Turkey’s rhetoric against Israel has grown increasingly harsh in parallel with the rising death toll in Gaza, with at least 8,525 Palestinians, including 2,187 women and 3,452 children, killed in Israeli airstrikes since Oct. 7, according to the Hamas-run Health Ministry. The Israeli death toll has reached 1,538, according to the Israeli public broadcaster Kan.

Tensions continued to escalate as Turkey’s Foreign Ministry on Tuesday condemned Israel’s bombing of the sole cancer hospital in Gaza that was built with Turkish funding, causing extensive damage. “As all necessary information, including the coordinates of the institution in question — which is the only cancer hospital in Gaza — was shared with the Israeli authorities in advance, there is no explanation for such an attack,” the ministry noted in a statement.

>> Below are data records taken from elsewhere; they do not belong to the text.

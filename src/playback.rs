/// Where the current playback position comes from

use serde::Serialize;
use wasm_bindgen::JsCast;
use web_sys::HtmlVideoElement;

pub trait PlaybackSource {
    /// Position in seconds, possibly fractional
    fn current_time_seconds(&self) -> f64;

    fn is_playing(&self) -> bool;
}

/// Position and play state at one instant, handed to the content script
#[derive(Debug, Clone, Copy, PartialEq, Serialize)]
#[serde(rename_all = "camelCase")]
pub struct PlaybackState {
    pub current_time: f64,
    pub playing: bool,
}

impl PlaybackState {
    pub fn of(source: &dyn PlaybackSource) -> PlaybackState {
        PlaybackState {
            current_time: source.current_time_seconds(),
            playing: source.is_playing(),
        }
    }
}

impl PlaybackSource for PlaybackState {
    fn current_time_seconds(&self) -> f64 {
        self.current_time
    }

    fn is_playing(&self) -> bool {
        self.playing
    }
}

/// The first `<video>` element on the page
pub struct VideoElement {
    video: HtmlVideoElement,
}

impl VideoElement {
    pub fn find() -> Option<VideoElement> {
        let document = web_sys::window()?.document()?;
        let element = document.query_selector("video").ok()??;
        let video = element.dyn_into::<HtmlVideoElement>().ok()?;
        Some(VideoElement { video })
    }
}

impl PlaybackSource for VideoElement {
    fn current_time_seconds(&self) -> f64 {
        self.video.current_time()
    }

    fn is_playing(&self) -> bool {
        !self.video.paused() && !self.video.ended()
    }
}
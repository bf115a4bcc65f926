/// Error type shared by the canonicalizer and the segment store

/// Everything that can go wrong in a store or URL operation
#[derive(Debug, Clone, PartialEq, thiserror::Error)]
pub enum SegmentError {
    #[error("Stored segments are not valid JSON: {0}")]
    StorageRead(String),
    #[error("Failed to write segments: {0}")]
    StorageWrite(String),
    #[error("Storage is not available: {0}")]
    StorageUnavailable(String),
    #[error("Segment name must not be empty")]
    EmptyName,
    #[error("Segment name is {0} characters, the limit is 100")]
    NameTooLong(usize),
    #[error("No segment found for {0}")]
    NotFound(String),
    #[error("Invalid playback time: {0} seconds")]
    InvalidTime(f64),
    #[error("No video on this page")]
    NoVideo,
    #[error("Invalid URL {0}")]
    InvalidUrl(String),
    #[error("Failed to serialize segments: {0}")]
    Serialize(String),
}

pub type Result<T> = std::result::Result<T, SegmentError>;
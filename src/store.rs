/// The segment store: every operation is one read-modify-write of the whole
/// collection under a single storage key.

use crate::canonical::canonicalize;
use crate::error::{Result, SegmentError};
use crate::segment::{Segment, offset_ms, seconds_to_ms, validate_name};
use crate::storage::{KeyValueStore, SegmentCollection};

/// Key the extension has always stored its segments under
pub const STORAGE_KEY: &str = "copy-youtube-link";

/// Length of a new segment until its end is set explicitly
pub const DEFAULT_DURATION_SECS: f64 = 7.0;

#[derive(Debug, Clone, PartialEq)]
pub struct StoreConfig {
    pub storage_key: String,
    pub default_duration_secs: f64,
}

impl Default for StoreConfig {
    fn default() -> Self {
        StoreConfig {
            storage_key: STORAGE_KEY.to_string(),
            default_duration_secs: DEFAULT_DURATION_SECS,
        }
    }
}

pub struct SegmentStore<S: KeyValueStore> {
    backend: S,
    config: StoreConfig,
}

impl<S: KeyValueStore> SegmentStore<S> {
    pub fn new(backend: S) -> Self {
        Self::with_config(backend, StoreConfig::default())
    }

    pub fn with_config(backend: S, config: StoreConfig) -> Self {
        SegmentStore { backend, config }
    }

    /// Read every stored segment
    ///
    /// A missing key is an empty list. So is a blob that does not decode; that
    /// case is logged and otherwise ignored.
    pub fn load(&self) -> Vec<Segment> {
        self.load_collection().segments
    }

    fn load_collection(&self) -> SegmentCollection {
        match self.read_collection() {
            Ok(collection) => collection,
            Err(e) => {
                log::warn!("Ignoring stored segments: {}", e);
                SegmentCollection::new()
            }
        }
    }

    /// Missing key is empty; an undecodable blob is `StorageRead`
    fn read_collection(&self) -> Result<SegmentCollection> {
        match self.backend.get(&self.config.storage_key) {
            Some(blob) => SegmentCollection::from_blob(&blob),
            None => Ok(SegmentCollection::new()),
        }
    }

    fn persist(&mut self, collection: &SegmentCollection) -> Result<()> {
        let blob = collection.to_blob()?;
        self.backend.set(&self.config.storage_key, &blob)?;
        log::debug!("Saved {} segments", collection.len());
        Ok(())
    }

    /// Start a segment at `start_seconds` with the configured default length
    pub fn append(&mut self, name: &str, url: &str, start_seconds: f64) -> Result<Segment> {
        let duration = self.config.default_duration_secs;
        self.append_with_duration(name, url, start_seconds, duration)
    }

    pub fn append_with_duration(
        &mut self,
        name: &str,
        url: &str,
        start_seconds: f64,
        duration_seconds: f64,
    ) -> Result<Segment> {
        let name = validate_name(name)?;
        let url = canonicalize(url)?;

        let start_ms = offset_ms(start_seconds)?;
        let end_ms = start_ms
            .checked_add(offset_ms(duration_seconds)?)
            .ok_or(SegmentError::InvalidTime(start_seconds + duration_seconds))?;
        let segment = Segment::new(name, url, start_ms, end_ms);

        let mut collection = self.load_collection();
        collection.push(segment.clone());
        self.persist(&collection)?;

        log::debug!("Added segment {:?} at {}ms", segment.name, segment.start_ms);
        Ok(segment)
    }

    /// Set the end of the most recent segment for this video
    ///
    /// The end is not checked against the start; an end before the start is
    /// stored as given.
    pub fn update_last_matching_end(&mut self, url: &str, end_seconds: f64) -> Result<Segment> {
        let url = canonicalize(url)?;
        let mut collection = self.load_collection();

        let updated = match collection.last_matching_mut(&url) {
            Some(segment) => {
                segment.end_ms = seconds_to_ms(end_seconds);
                segment.clone()
            }
            None => return Err(SegmentError::NotFound(url)),
        };

        self.persist(&collection)?;
        log::debug!("Set end of {:?} to {}ms", updated.name, updated.end_ms);
        Ok(updated)
    }

    /// Remove the segment at `index`; `false` when there is none
    pub fn delete_at(&mut self, index: usize) -> Result<bool> {
        let mut collection = self.load_collection();

        match collection.remove_at(index) {
            Some(removed) => {
                self.persist(&collection)?;
                log::debug!("Deleted segment {:?} at index {}", removed.name, index);
                Ok(true)
            }
            None => Ok(false),
        }
    }

    pub fn clear(&mut self) -> Result<()> {
        self.persist(&SegmentCollection::new())
    }

    /// Pretty-printed JSON of every stored segment
    ///
    /// Unlike `load`, a blob that does not decode is reported as
    /// `StorageRead` so there is nothing misleading to export.
    pub fn export_json(&self) -> Result<String> {
        self.read_collection()?.to_pretty_json()
    }
}
/// Key-value storage backends and the serialized segment collection

use crate::error::{Result, SegmentError};
use crate::segment::Segment;
use serde::{Deserialize, Serialize};
use std::collections::HashMap;

/// A synchronous, string-valued key-value store with `localStorage` semantics
pub trait KeyValueStore {
    fn get(&self, key: &str) -> Option<String>;

    fn set(&mut self, key: &str, value: &str) -> Result<()>;
}

/// In-memory store, for tests and callers that keep segments off the page
#[derive(Debug, Clone, Default, PartialEq)]
pub struct MemoryStore {
    entries: HashMap<String, String>,
}

impl MemoryStore {
    pub fn new() -> Self {
        MemoryStore {
            entries: HashMap::new(),
        }
    }

    /// A store holding a single entry
    pub fn with_entry(key: &str, value: &str) -> Self {
        let mut store = MemoryStore::new();
        store.entries.insert(key.to_string(), value.to_string());
        store
    }
}

impl KeyValueStore for MemoryStore {
    fn get(&self, key: &str) -> Option<String> {
        self.entries.get(key).cloned()
    }

    fn set(&mut self, key: &str, value: &str) -> Result<()> {
        self.entries.insert(key.to_string(), value.to_string());
        Ok(())
    }
}

/// The page's `window.localStorage`
pub struct BrowserStorage {
    storage: web_sys::Storage,
}

impl BrowserStorage {
    pub fn local() -> Result<Self> {
        let window = web_sys::window()
            .ok_or_else(|| SegmentError::StorageUnavailable("no window".to_string()))?;

        let storage = window
            .local_storage()
            .map_err(|e| SegmentError::StorageUnavailable(format!("{:?}", e)))?
            .ok_or_else(|| SegmentError::StorageUnavailable("localStorage is disabled".to_string()))?;

        Ok(BrowserStorage { storage })
    }
}

impl KeyValueStore for BrowserStorage {
    fn get(&self, key: &str) -> Option<String> {
        match self.storage.get_item(key) {
            Ok(value) => value,
            Err(e) => {
                log::warn!("localStorage.getItem({}) failed: {:?}", key, e);
                None
            }
        }
    }

    fn set(&mut self, key: &str, value: &str) -> Result<()> {
        self.storage
            .set_item(key, value)
            .map_err(|e| SegmentError::StorageWrite(format!("{:?}", e)))
    }
}

/// Ordered list of segments, exactly as stored: a bare JSON array
#[derive(Debug, Clone, Default, PartialEq, Serialize, Deserialize)]
#[serde(transparent)]
pub struct SegmentCollection {
    pub segments: Vec<Segment>,
}

impl SegmentCollection {
    pub fn new() -> Self {
        SegmentCollection {
            segments: Vec::new(),
        }
    }

    /// Decode a stored blob
    pub fn from_blob(blob: &str) -> Result<Self> {
        serde_json::from_str(blob).map_err(|e| SegmentError::StorageRead(e.to_string()))
    }

    pub fn to_blob(&self) -> Result<String> {
        serde_json::to_string(self).map_err(|e| SegmentError::Serialize(e.to_string()))
    }

    pub fn to_pretty_json(&self) -> Result<String> {
        serde_json::to_string_pretty(self).map_err(|e| SegmentError::Serialize(e.to_string()))
    }

    pub fn len(&self) -> usize {
        self.segments.len()
    }

    pub fn is_empty(&self) -> bool {
        self.segments.is_empty()
    }

    pub fn push(&mut self, segment: Segment) {
        self.segments.push(segment);
    }

    /// Most recently added segment with this canonical URL
    pub fn last_matching_mut(&mut self, url: &str) -> Option<&mut Segment> {
        self.segments.iter_mut().rev().find(|s| s.url == url)
    }

    /// Remove by position; later segments shift down by one
    pub fn remove_at(&mut self, index: usize) -> Option<Segment> {
        if index < self.segments.len() {
            Some(self.segments.remove(index))
        } else {
            None
        }
    }
}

Israel had already pulled out its diplomatic staff from Turkey over mounting security concerns. The announcement was therefore seen as telegraphing that relations between the two countries are back on ice after a two-year thaw that saw their respective ambassadors reinstated and Israeli President Isaac Herzog meet with Erdogan in Ankara last year.

Iran is no doubt pleased by the setback in Turkish-Israeli ties, which have always been fragile because of Israeli actions in Gaza and Ankara’s links with Hamas. But the 2020 war between Azerbaijan and Armenia over the Nagorno-Karabakh region provided an opening, as both Turkey and Israel provided military support to Baku, allowing it to decisively prevail then as it did again in September when Azerbaijani forces took full control of the enclave, leading to the mass exodus of its majority Armenian population. Israel’s oil imports from Azerbaijan, which account for an estimated 40% of total imports, continue to transit through a pipeline running to Turkey’s southern Mediterranean port of Ceyhan.

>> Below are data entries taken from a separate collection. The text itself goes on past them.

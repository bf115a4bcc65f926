/// Human-readable durations

/// Render a second count as `M:SS`, or `H:MM:SS` from one hour up
///
/// Examples:
/// - 59 → 0:59
/// - 65 → 1:05
/// - 3661 → 1:01:01
pub fn format_duration(total_seconds: u64) -> String {
    let hours = total_seconds / 3600;
    let minutes = (total_seconds % 3600) / 60;
    let seconds = total_seconds % 60;

    if hours > 0 {
        format!("{}:{:02}:{:02}", hours, minutes, seconds)
    } else {
        format!("{}:{:02}", minutes, seconds)
    }
}
/// Segment actions as the keyboard shortcuts and the popup trigger them

use crate::canonical::{canonicalize, playback_seconds, with_timestamp};
use crate::error::{Result, SegmentError};
use crate::playback::PlaybackSource;
use crate::segment::Segment;
use crate::storage::KeyValueStore;
use crate::store::SegmentStore;
use url::Url;

/// Deep link to the current position, or the page URL itself when there is
/// no video to read a position from
pub fn link_at_playback(page_url: &str, playback: Option<&dyn PlaybackSource>) -> Result<String> {
    match playback {
        Some(source) if source.current_time_seconds().is_finite() => {
            with_timestamp(page_url, playback_seconds(source.current_time_seconds()))
        }
        _ => Ok(page_url.to_string()),
    }
}

/// Begin a segment at the current position
pub fn start_segment<S: KeyValueStore>(
    store: &mut SegmentStore<S>,
    playback: Option<&dyn PlaybackSource>,
    name: &str,
    page_url: &str,
) -> Result<Segment> {
    let source = playback.ok_or(SegmentError::NoVideo)?;
    store.append(name, page_url, source.current_time_seconds())
}

/// End the latest segment of this video at the current position
pub fn end_segment<S: KeyValueStore>(
    store: &mut SegmentStore<S>,
    playback: Option<&dyn PlaybackSource>,
    page_url: &str,
) -> Result<Segment> {
    let source = playback.ok_or(SegmentError::NoVideo)?;
    store.update_last_matching_end(page_url, source.current_time_seconds())
}

/// JSON for the "Copy JSON" action
///
/// A missing key exports `[]`. An unreadable blob gives `None`, which the
/// popup reports as "No data found".
pub fn export_for_clipboard<S: KeyValueStore>(store: &SegmentStore<S>) -> Result<Option<String>> {
    match store.export_json() {
        Ok(json) => Ok(Some(json)),
        Err(SegmentError::StorageRead(e)) => {
            log::warn!("Nothing to export: {}", e);
            Ok(None)
        }
        Err(e) => Err(e),
    }
}

/// Whether segments can be read from this tab
pub fn is_supported_page(url: &str) -> bool {
    Url::parse(url)
        .ok()
        .and_then(|u| u.host_str().map(|h| h == "youtube.com" || h.ends_with(".youtube.com")))
        .unwrap_or(false)
}

/// Segments paired with their stored position, for the list view
///
/// With `video_url`, only segments of that video are kept. Positions are
/// those of the full list, so they can still be passed to `delete_at`. An
/// unparseable `video_url` filters nothing.
pub fn indexed_segments(segments: Vec<Segment>, video_url: Option<&str>) -> Vec<(usize, Segment)> {
    let canonical = video_url.and_then(|url| canonicalize(url).ok());

    segments
        .into_iter()
        .enumerate()
        .filter(|(_, segment)| canonical.as_ref().is_none_or(|url| &segment.url == url))
        .collect()
}
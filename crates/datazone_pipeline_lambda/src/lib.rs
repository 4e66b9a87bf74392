//! AWS-oriented adapters and handlers for the DataZone catalog pipeline.
//!
//! This crate owns runtime integration details (Lambda handlers, DataZone,
//! S3, SNS and CloudFormation callback adapters). Domain shaping lives in
//! `datazone_pipeline_core`.

pub mod adapters;
pub mod config;
pub mod handlers;
pub mod telemetry;
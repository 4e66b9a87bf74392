use datazone_pipeline_core::asset_metadata::{AssetForm, AssetRecord};

use super::block_on;

#[derive(Debug, Clone, PartialEq, Eq)]
pub struct ProjectSummary {
    pub name: String,
    pub domain_unit_id: Option<String>,
}

/// Read-only view of the DataZone catalog.
pub trait CatalogReader {
    fn get_project(&self, domain_id: &str, project_id: &str) -> Result<ProjectSummary, String>;
    fn get_domain_unit_name(&self, domain_id: &str, domain_unit_id: &str)
        -> Result<String, String>;
    fn get_domain_name(&self, domain_id: &str) -> Result<String, String>;
    fn get_asset(&self, domain_id: &str, asset_id: &str) -> Result<AssetRecord, String>;
}

pub struct DataZoneCatalogReader {
    datazone_client: aws_sdk_datazone::Client,
}

impl DataZoneCatalogReader {
    pub fn new(datazone_client: aws_sdk_datazone::Client) -> Self {
        Self { datazone_client }
    }
}

impl CatalogReader for DataZoneCatalogReader {
    fn get_project(&self, domain_id: &str, project_id: &str) -> Result<ProjectSummary, String> {
        let request = self
            .datazone_client
            .get_project()
            .domain_identifier(domain_id)
            .identifier(project_id);
        let output = block_on(request.send()).map_err(|error| sdk_error("GetProject", &error))?;

        Ok(ProjectSummary {
            name: present(output.name, "GetProject name")?,
            domain_unit_id: output.domain_unit_id,
        })
    }

    fn get_domain_unit_name(
        &self,
        domain_id: &str,
        domain_unit_id: &str,
    ) -> Result<String, String> {
        let request = self
            .datazone_client
            .get_domain_unit()
            .domain_identifier(domain_id)
            .identifier(domain_unit_id);
        let output =
            block_on(request.send()).map_err(|error| sdk_error("GetDomainUnit", &error))?;

        present(output.name, "GetDomainUnit name")
    }

    fn get_domain_name(&self, domain_id: &str) -> Result<String, String> {
        let request = self.datazone_client.get_domain().identifier(domain_id);
        let output = block_on(request.send()).map_err(|error| sdk_error("GetDomain", &error))?;

        present(output.name, "GetDomain name")
    }

    fn get_asset(&self, domain_id: &str, asset_id: &str) -> Result<AssetRecord, String> {
        let request = self
            .datazone_client
            .get_asset()
            .domain_identifier(domain_id)
            .identifier(asset_id);
        let output = block_on(request.send()).map_err(|error| sdk_error("GetAsset", &error))?;

        let forms = present::<Vec<_>>(output.forms_output, "GetAsset formsOutput")?
            .into_iter()
            .map(|form| {
                Ok(AssetForm {
                    form_name: present(form.form_name, "GetAsset formName")?,
                    content: form.content,
                })
            })
            .collect::<Result<Vec<_>, String>>()?;

        Ok(AssetRecord {
            name: present(output.name, "GetAsset name")?,
            revision: present(output.revision, "GetAsset revision")?,
            forms,
        })
    }
}

// Accepts both required (`T`) and optional (`Option<T>`) SDK output members.
fn present<T>(value: impl Into<Option<T>>, what: &str) -> Result<T, String> {
    value
        .into()
        .ok_or_else(|| format!("{what} missing from response"))
}

fn sdk_error<E>(operation: &str, error: &E) -> String
where
    E: std::error::Error,
{
    format!(
        "{operation} failed: {}",
        aws_sdk_datazone::error::DisplayErrorContext(error)
    )
}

Iran feels deeply threatened by Israel’s alliance with its post-Soviet neighbor, which allows Israel to use Azerbaijan as a base to spy on the Islamic Republic. The issue will likely be raised by Amir-Abdollahian in his meeting with his Turkish counterpart, Hakan Fidan.

Fidan will, in turn, likely convey Ankara’s concerns over links between Iran-backed Shiite militias and the Kurdistan Workers Party (PKK), the armed group that has been waging a 38-year-long insurgency against the Turkish state. The militias continue to target Turkish forces based near Mosul as part of a sustained campaign to squeeze them out of the area that is under the central government’s control. The bulk of Turkish troops, counted in the thousands, are deployed across Kurdish-controlled northern Iraq in pursuit of PKK militants based in the mountainous region bordering Turkey.